§ Exercise details
Only one stretch of the data below is wanted: the lines from the one with "let mut current_month = 1;" through the one with "let hour_of_day = (clock.hour_of_year()", repeated exactly.

Dataset entries:

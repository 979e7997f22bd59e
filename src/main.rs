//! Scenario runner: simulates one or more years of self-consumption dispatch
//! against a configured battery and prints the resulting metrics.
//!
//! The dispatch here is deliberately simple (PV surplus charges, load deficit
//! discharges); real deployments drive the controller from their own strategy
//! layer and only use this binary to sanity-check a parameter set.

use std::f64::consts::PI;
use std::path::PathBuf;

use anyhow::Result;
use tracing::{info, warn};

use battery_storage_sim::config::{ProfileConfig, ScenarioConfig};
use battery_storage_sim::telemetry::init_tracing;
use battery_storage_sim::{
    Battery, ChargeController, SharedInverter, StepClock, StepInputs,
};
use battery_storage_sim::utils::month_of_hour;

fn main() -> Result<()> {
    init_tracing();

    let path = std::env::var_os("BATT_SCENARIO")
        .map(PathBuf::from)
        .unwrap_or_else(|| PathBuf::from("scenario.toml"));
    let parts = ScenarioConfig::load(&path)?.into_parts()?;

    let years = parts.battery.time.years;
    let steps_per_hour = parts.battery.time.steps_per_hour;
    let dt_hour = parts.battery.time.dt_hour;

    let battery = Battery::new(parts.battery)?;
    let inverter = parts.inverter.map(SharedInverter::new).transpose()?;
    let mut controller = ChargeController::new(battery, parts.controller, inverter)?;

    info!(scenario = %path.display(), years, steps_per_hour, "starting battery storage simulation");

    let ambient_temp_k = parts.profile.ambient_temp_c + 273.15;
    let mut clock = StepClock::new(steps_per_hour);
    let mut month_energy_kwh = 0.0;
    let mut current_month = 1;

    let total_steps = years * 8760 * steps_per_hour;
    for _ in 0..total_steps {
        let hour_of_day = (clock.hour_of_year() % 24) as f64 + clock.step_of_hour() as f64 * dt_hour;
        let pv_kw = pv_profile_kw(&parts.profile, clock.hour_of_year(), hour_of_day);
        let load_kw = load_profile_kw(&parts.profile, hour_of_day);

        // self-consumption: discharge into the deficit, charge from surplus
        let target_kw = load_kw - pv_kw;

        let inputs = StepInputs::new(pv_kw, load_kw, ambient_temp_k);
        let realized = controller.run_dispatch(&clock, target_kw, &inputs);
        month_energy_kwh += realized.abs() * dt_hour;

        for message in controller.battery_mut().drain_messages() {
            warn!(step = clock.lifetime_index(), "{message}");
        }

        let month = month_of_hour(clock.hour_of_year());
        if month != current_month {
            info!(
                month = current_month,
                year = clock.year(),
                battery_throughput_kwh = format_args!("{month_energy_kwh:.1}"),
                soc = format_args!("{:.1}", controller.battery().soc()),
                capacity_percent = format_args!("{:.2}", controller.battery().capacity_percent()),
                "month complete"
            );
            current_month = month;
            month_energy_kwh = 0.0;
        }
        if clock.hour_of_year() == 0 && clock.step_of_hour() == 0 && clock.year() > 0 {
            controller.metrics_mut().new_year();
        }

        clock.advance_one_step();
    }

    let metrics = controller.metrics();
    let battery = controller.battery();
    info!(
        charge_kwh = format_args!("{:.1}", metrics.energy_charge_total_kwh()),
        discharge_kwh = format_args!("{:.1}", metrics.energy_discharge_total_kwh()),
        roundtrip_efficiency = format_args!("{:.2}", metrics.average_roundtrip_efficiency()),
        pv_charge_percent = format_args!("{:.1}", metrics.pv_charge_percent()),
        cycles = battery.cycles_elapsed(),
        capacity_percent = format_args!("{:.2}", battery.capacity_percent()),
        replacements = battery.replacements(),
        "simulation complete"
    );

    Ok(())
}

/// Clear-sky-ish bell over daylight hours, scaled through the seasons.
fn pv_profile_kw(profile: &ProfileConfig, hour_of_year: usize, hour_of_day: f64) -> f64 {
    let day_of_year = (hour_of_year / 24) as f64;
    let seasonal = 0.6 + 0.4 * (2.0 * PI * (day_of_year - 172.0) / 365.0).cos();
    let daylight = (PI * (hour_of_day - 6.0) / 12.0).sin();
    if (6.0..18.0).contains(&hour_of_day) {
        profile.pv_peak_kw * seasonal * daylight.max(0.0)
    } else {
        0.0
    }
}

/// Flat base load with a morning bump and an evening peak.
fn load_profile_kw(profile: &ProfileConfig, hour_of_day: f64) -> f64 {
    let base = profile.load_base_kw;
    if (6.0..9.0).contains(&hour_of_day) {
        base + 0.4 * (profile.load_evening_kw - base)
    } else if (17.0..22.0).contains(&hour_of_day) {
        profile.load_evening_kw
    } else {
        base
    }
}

§ Output below
    let mut current_month = 1;

    let total_steps = years * 8760 * steps_per_hour;
    for _ in 0..total_steps {
        let hour_of_day = (clock.hour_of_year() % 24) as f64 + clock.step_of_hour() as f64 * dt_hour;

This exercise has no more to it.